▶ Exercise:
Give back exactly the lines of the material below that start at the line containing "the authorized-settler allow-list." and end at the line containing "pub type CoreResult<T>", and no others.

▶ Entries supplied:
◆ ◆ ◆
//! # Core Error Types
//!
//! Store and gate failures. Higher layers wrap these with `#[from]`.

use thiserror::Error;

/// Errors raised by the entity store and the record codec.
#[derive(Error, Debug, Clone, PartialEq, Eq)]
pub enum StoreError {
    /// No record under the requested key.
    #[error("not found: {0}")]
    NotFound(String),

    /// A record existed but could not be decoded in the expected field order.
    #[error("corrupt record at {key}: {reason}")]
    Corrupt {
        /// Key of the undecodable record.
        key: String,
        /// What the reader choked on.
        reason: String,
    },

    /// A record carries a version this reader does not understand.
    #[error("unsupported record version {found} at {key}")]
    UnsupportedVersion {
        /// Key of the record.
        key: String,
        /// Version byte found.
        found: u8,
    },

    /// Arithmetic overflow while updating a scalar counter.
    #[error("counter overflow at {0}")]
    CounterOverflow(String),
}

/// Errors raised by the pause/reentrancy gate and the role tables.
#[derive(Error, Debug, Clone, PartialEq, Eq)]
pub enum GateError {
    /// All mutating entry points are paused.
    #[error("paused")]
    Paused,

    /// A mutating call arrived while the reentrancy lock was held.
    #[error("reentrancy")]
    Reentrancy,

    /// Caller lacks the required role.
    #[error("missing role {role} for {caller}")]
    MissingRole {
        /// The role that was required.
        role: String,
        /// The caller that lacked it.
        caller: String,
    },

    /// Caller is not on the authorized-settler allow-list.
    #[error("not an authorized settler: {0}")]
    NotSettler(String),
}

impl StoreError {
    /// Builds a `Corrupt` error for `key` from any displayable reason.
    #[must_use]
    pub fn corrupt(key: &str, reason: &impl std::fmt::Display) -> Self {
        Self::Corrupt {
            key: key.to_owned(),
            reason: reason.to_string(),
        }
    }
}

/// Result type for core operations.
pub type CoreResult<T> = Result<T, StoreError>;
◆ ◆ ◆
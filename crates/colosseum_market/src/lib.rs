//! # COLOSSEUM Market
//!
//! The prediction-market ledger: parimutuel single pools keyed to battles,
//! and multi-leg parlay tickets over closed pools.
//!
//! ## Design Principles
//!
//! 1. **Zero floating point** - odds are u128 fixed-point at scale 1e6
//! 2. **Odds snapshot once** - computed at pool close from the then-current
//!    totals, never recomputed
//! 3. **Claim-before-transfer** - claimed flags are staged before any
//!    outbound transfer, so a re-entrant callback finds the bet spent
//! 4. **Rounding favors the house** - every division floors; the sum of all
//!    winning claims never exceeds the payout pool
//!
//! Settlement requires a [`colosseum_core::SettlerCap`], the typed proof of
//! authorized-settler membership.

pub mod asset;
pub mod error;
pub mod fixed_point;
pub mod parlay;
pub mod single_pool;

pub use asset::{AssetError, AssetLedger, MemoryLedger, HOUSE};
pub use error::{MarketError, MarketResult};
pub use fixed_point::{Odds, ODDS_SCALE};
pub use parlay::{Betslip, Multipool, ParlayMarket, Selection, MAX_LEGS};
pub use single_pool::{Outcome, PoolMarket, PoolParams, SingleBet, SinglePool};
◆ ◆ ◆
▶ Exercise result:
    /// Caller is not on the authorized-settler allow-list.
    #[error("not an authorized settler: {0}")]
    NotSettler(String),
}

impl StoreError {
    /// Builds a `Corrupt` error for `key` from any displayable reason.
    #[must_use]
    pub fn corrupt(key: &str, reason: &impl std::fmt::Display) -> Self {
        Self::Corrupt {
            key: key.to_owned(),
            reason: reason.to_string(),
        }
    }
}

/// Result type for core operations.
pub type CoreResult<T> = Result<T, StoreError>;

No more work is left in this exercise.